Panasonic – 22.5% efficiency with solar cells based on mass-production technology
The Eco Solutions Division at Panasonic Corp., based in Japan, announced in October 2015 a 22.5 percent efficiency on a commercial-sized prototype using solar cells based on mass-production technology. Panasonic claims, that the Japanese National Institute of Advanced Industrial Science and Technology (AIST) confirmed the result. AIST is one of the leading centers for independent verification of solar cell performance results under standard testing conditions. The 72-cell, 270-watt prototype incorporates newly developed enhanced technology that will eventually be scaled into volume production.
In addition Panasonic Eco Solutions announced the launch of the powerful photovoltaic Module HIT® N330, the latest addition to the company’s high-efficiency heterojunction photovoltaic Module product line. HIT® N330 achieves 19.7 percent Module-level efficiency with a nominal power output of 330 watts. The new 96-cell Module returns approximately 27 percent more peak-power compared to mainstream 260-watt multicrystalline modules. The new Module will be available in the UK and other European markets from March 2016.
46% with multi-junction solar cell confirmed by French-German cooperation
Soitec and CEA-Leti, France, together with the Fraunhofer Institute for Solar Energy Systems ISE, Germany, confirmed a new record for a multi-junction solar cell in December 2014. The cell converts 46 percent of the solar light into electrical energy. Multi-junction cells are used in concentrator photovoltaic (CPV) systems. to produce low-cost electricity in regions with a large amount of direct solar radiation. It is the cooperation’s second world record within one year. It clearly demonstrates the strong competitiveness of the European photovoltaic research and industry.

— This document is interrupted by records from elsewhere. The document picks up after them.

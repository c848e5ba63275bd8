//! Enrollment transaction error taxonomy.
//!
//! | Error | Retried automatically | Surfaced as |
//! |-------|-----------------------|-------------|
//! | InvalidPaymentRequest | no | Failed |
//! | GatewayUnavailable | once | Failed after retry |
//! | PersistenceFailure | once | Failed after retry |
//! | AmbiguousCommit | once | Failed after retry, reconciliation logged |
//! | PaymentFailed | no, user retries on same intent | PaymentDeclined |
//! | Canceled | no | Canceled |
//! | DuplicateEnrollment | no | Enrolled (idempotent success) |
//! | CapacityExceeded | no | PaidButCapacityExceeded when money moved |

use crate::domain::foundation::{
    DomainError, EnrollmentId, ErrorCode, ItemId, ValidationError,
};

use super::FailureReason;

/// Enrollment-specific errors.
#[derive(Debug, Clone, PartialEq, Eq)]
pub enum EnrollmentError {
    /// The requested club or event does not exist.
    ItemNotFound(ItemId),

    /// Amount or currency mismatch, or a request the gateway refuses.
    InvalidPaymentRequest { reason: String },

    /// The gateway could not be reached or timed out.
    GatewayUnavailable { reason: String },

    /// The gateway declined the payment.
    PaymentFailed {
        reason: String,
        decline_code: Option<String>,
    },

    /// The user abandoned the payment.
    Canceled,

    /// The payer already holds an active enrollment in the item.
    DuplicateEnrollment { existing: EnrollmentId },

    /// The event is full.
    CapacityExceeded { item_id: ItemId, capacity: u32 },

    /// The enrollment store is unavailable.
    PersistenceFailure { reason: String },

    /// A commit timed out; it may or may not have been applied.
    AmbiguousCommit { payment_ref: String },

    /// Invalid state for the requested operation.
    InvalidState { current: String, attempted: String },

    /// Input validation failed.
    ValidationFailed { field: String, message: String },
}

impl EnrollmentError {
    pub fn item_not_found(id: ItemId) -> Self {
        EnrollmentError::ItemNotFound(id)
    }

    pub fn invalid_payment_request(reason: impl Into<String>) -> Self {
        EnrollmentError::InvalidPaymentRequest {
            reason: reason.into(),
        }
    }

    pub fn gateway_unavailable(reason: impl Into<String>) -> Self {
        EnrollmentError::GatewayUnavailable {
            reason: reason.into(),
        }
    }

    pub fn payment_failed(reason: impl Into<String>, decline_code: Option<String>) -> Self {
        EnrollmentError::PaymentFailed {
            reason: reason.into(),
            decline_code,
        }
    }

    pub fn persistence(reason: impl Into<String>) -> Self {
        EnrollmentError::PersistenceFailure {
            reason: reason.into(),
        }
    }

    pub fn ambiguous_commit(payment_ref: impl Into<String>) -> Self {
        EnrollmentError::AmbiguousCommit {
            payment_ref: payment_ref.into(),
        }
    }

    pub fn invalid_state(current: impl Into<String>, attempted: impl Into<String>) -> Self {
        EnrollmentError::InvalidState {
            current: current.into(),
            attempted: attempted.into(),
        }
    }

    pub fn validation(field: impl Into<String>, message: impl Into<String>) -> Self {
        EnrollmentError::ValidationFailed {
            field: field.into(),
            message: message.into(),
        }
    }

    /// Returns the stable error code for this error.
    pub fn code(&self) -> ErrorCode {
        match self {
            EnrollmentError::ItemNotFound(_) => ErrorCode::ItemNotFound,
            EnrollmentError::InvalidPaymentRequest { .. } => ErrorCode::InvalidPaymentRequest,
            EnrollmentError::GatewayUnavailable { .. } => ErrorCode::GatewayUnavailable,
            EnrollmentError::PaymentFailed { .. } => ErrorCode::PaymentFailed,
            EnrollmentError::Canceled => ErrorCode::PaymentCanceled,
            EnrollmentError::DuplicateEnrollment { .. } => ErrorCode::DuplicateEnrollment,
            EnrollmentError::CapacityExceeded { .. } => ErrorCode::CapacityExceeded,
            EnrollmentError::PersistenceFailure { .. } => ErrorCode::DatabaseError,
            EnrollmentError::AmbiguousCommit { .. } => ErrorCode::AmbiguousCommit,
            EnrollmentError::InvalidState { .. } => ErrorCode::InvalidStateTransition,
            EnrollmentError::ValidationFailed { .. } => ErrorCode::ValidationFailed,
        }
    }

    /// Returns a user-facing message.
    pub fn message(&self) -> String {
        match self {
            EnrollmentError::ItemNotFound(id) => format!("Club or event not found: {}", id),
            EnrollmentError::InvalidPaymentRequest { reason } => {
                format!("Payment request rejected: {}", reason)
            }
            EnrollmentError::GatewayUnavailable { .. } => {
                "The payment service is unavailable. Please try again in a moment.".to_string()
            }
            EnrollmentError::PaymentFailed { reason, .. } => {
                format!("Payment was declined: {}", reason)
            }
            EnrollmentError::Canceled => "Payment was canceled".to_string(),
            EnrollmentError::DuplicateEnrollment { .. } => {
                "You are already enrolled".to_string()
            }
            EnrollmentError::CapacityExceeded { capacity, .. } => {
                format!("This event is full ({} attendees)", capacity)
            }
            EnrollmentError::PersistenceFailure { .. } => {
                "We could not save your enrollment. Please try again.".to_string()
            }
            EnrollmentError::AmbiguousCommit { .. } => {
                "Your enrollment is being confirmed. Please check back shortly.".to_string()
            }
            EnrollmentError::InvalidState { current, attempted } => {
                format!("Cannot {} while {}", attempted, current)
            }
            EnrollmentError::ValidationFailed { field, message } => {
                format!("Validation failed for '{}': {}", field, message)
            }
        }
    }

    /// Infrastructure errors the orchestrator retries once with the same key.
    pub fn is_retryable(&self) -> bool {
        matches!(
            self,
            EnrollmentError::GatewayUnavailable { .. }
                | EnrollmentError::PersistenceFailure { .. }
                | EnrollmentError::AmbiguousCommit { .. }
        )
    }

    /// Converts this error into the reason carried by a status update.
    pub fn to_reason(&self) -> FailureReason {
        FailureReason {
            code: self.code(),
            message: self.message(),
            retryable: self.is_retryable(),
        }
    }
}

impl std::fmt::Display for EnrollmentError {
    fn fmt(&self, f: &mut std::fmt::Formatter<'_>) -> std::fmt::Result {
        write!(f, "[{}] {}", self.code(), self.message())
    }
}

impl std::error::Error for EnrollmentError {}

impl From<DomainError> for EnrollmentError {
    fn from(err: DomainError) -> Self {
        match err.code {
            ErrorCode::ValidationFailed
            | ErrorCode::EmptyField
            | ErrorCode::OutOfRange
            | ErrorCode::InvalidFormat => EnrollmentError::ValidationFailed {
                field: err.details.get("field").cloned().unwrap_or_default(),
                message: err.message,
            },
            ErrorCode::InvalidStateTransition => {
                EnrollmentError::invalid_state("current state", err.message)
            }
            ErrorCode::Timeout => EnrollmentError::persistence(err.message),
            _ => EnrollmentError::persistence(err.to_string()),
        }
    }
}

impl From<ValidationError> for EnrollmentError {
    fn from(err: ValidationError) -> Self {
        EnrollmentError::validation(err.field().to_string(), err.to_string())
    }
}
//! Enrollment domain events.
//!
//! Published after the transaction settles, outside the commit boundary:
//! - `EnrollmentCommitted` - Enrollment and payment record were written
//! - `CapacityExceededAfterCharge` - Charge captured but the event was full
//! - `EnrollmentCanceled` - The user abandoned payment

use serde::{Deserialize, Serialize};

use crate::domain::foundation::{
    domain_event, EnrollmentId, EventId, ItemId, Money, Timestamp, UserId,
};

use super::{EnrollmentKind, ItemKind, PaymentRef};

// ════════════════════════════════════════════════════════════════════════════
// EnrollmentCommitted
// ════════════════════════════════════════════════════════════════════════════

/// Published when a new enrollment is committed.
///
/// Consumers refresh per-item stats and the payer's enrollment views.
#[derive(Debug, Clone, Serialize, Deserialize)]
pub struct EnrollmentCommitted {
    pub event_id: EventId,
    pub enrollment_id: EnrollmentId,
    pub kind: EnrollmentKind,
    pub payer_id: UserId,
    pub item_id: ItemId,
    pub amount: Money,
    pub payment_ref: PaymentRef,
    pub committed_at: Timestamp,
}

domain_event!(
    EnrollmentCommitted,
    event_type = "enrollment.committed.v1",
    aggregate_id = enrollment_id,
    aggregate_type = "Enrollment",
    occurred_at = committed_at,
    event_id = event_id
);

// ════════════════════════════════════════════════════════════════════════════
// CapacityExceededAfterCharge
// ════════════════════════════════════════════════════════════════════════════

/// Published when money moved but no seat was left.
///
/// Needs manual compensation; the same fact is in the reconciliation log.
#[derive(Debug, Clone, Serialize, Deserialize)]
pub struct CapacityExceededAfterCharge {
    pub event_id: EventId,
    pub item_id: ItemId,
    pub payer_id: UserId,
    pub amount: Money,
    pub payment_ref: PaymentRef,
    pub capacity: u32,
    pub detected_at: Timestamp,
}

domain_event!(
    CapacityExceededAfterCharge,
    event_type = "enrollment.capacity_exceeded.v1",
    aggregate_id = item_id,
    aggregate_type = "EnrollableItem",
    occurred_at = detected_at,
    event_id = event_id
);

// ════════════════════════════════════════════════════════════════════════════
// EnrollmentCanceled
// ════════════════════════════════════════════════════════════════════════════

/// Published when a user abandons payment before it succeeds.
#[derive(Debug, Clone, Serialize, Deserialize)]
pub struct EnrollmentCanceled {
    pub event_id: EventId,
    pub item_id: ItemId,
    pub item_kind: ItemKind,
    pub payer_id: UserId,
    pub canceled_at: Timestamp,
}

domain_event!(
    EnrollmentCanceled,
    event_type = "enrollment.canceled.v1",
    aggregate_id = item_id,
    aggregate_type = "EnrollableItem",
    occurred_at = canceled_at,
    event_id = event_id
);

#[cfg(test)]
mod tests {
    use super::*;
    use crate::domain::enrollment::IntentId;
    use crate::domain::foundation::{DomainEvent, SerializableDomainEvent};

    #[test]
    fn committed_event_envelope() {
        let event = EnrollmentCommitted {
            event_id: EventId::new(),
            enrollment_id: EnrollmentId::new(),
            kind: EnrollmentKind::Registration,
            payer_id: UserId::new("m-1").unwrap(),
            item_id: ItemId::new(),
            amount: Money::from_cents(1000).unwrap(),
            payment_ref: PaymentRef::Intent(IntentId::new("pi_1")),
            committed_at: Timestamp::now(),
        };

        let envelope = event.to_envelope().unwrap();
        assert_eq!(envelope.event_type, "enrollment.committed.v1");
        assert_eq!(envelope.aggregate_id, event.enrollment_id.to_string());
        assert_eq!(envelope.payload["amount"], 1000);
        assert_eq!(envelope.payload["payment_ref"], "pi_1");
    }

    #[test]
    fn capacity_event_is_keyed_by_item() {
        let item_id = ItemId::new();
        let event = CapacityExceededAfterCharge {
            event_id: EventId::new(),
            item_id,
            payer_id: UserId::new("m-2").unwrap(),
            amount: Money::from_cents(1000).unwrap(),
            payment_ref: PaymentRef::Intent(IntentId::new("pi_2")),
            capacity: 1,
            detected_at: Timestamp::now(),
        };
        assert_eq!(event.aggregate_id(), item_id.to_string());
        assert_eq!(event.event_type(), "enrollment.capacity_exceeded.v1");
    }
}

Multi-junction solar cells are based on a selection of III-V compound semiconductor materials. The world record cell is a four-junction cell. One quarter of the incoming photons in the wavelength range between 300 and 1750 nm are converted precisely by each sub-cell into electricity. When applied in concentrator PV, a very small cell is used with a Fresnel lens. It concentrates the sunlight onto the cell. The new record efficiency was measured at a concentration of 508 suns and has been confirmed by the Japanese AIST (National Institute of Advanced Industrial Science and Technology).
”This is a major milestone for our French-German collaboration. We are extremely pleased to hear that our result of 46% efficiency has now been independently confirmed by AIST in Japan”, explains Dr. Frank Dimroth, project manager for the cell development at the German Fraunhofer Institute for Solar Energy Systems ISE. “CPV is the most efficient solar technology today and suitable for all countries with high direct normal irradiance.” Jocelyne Wasselin, Vice President Solar Cell Product Development for Soitec, a company headquartered in France and a world leader in high performance semiconductor materials, is optimistic that 50 percent efficiency in the near future can be achieved.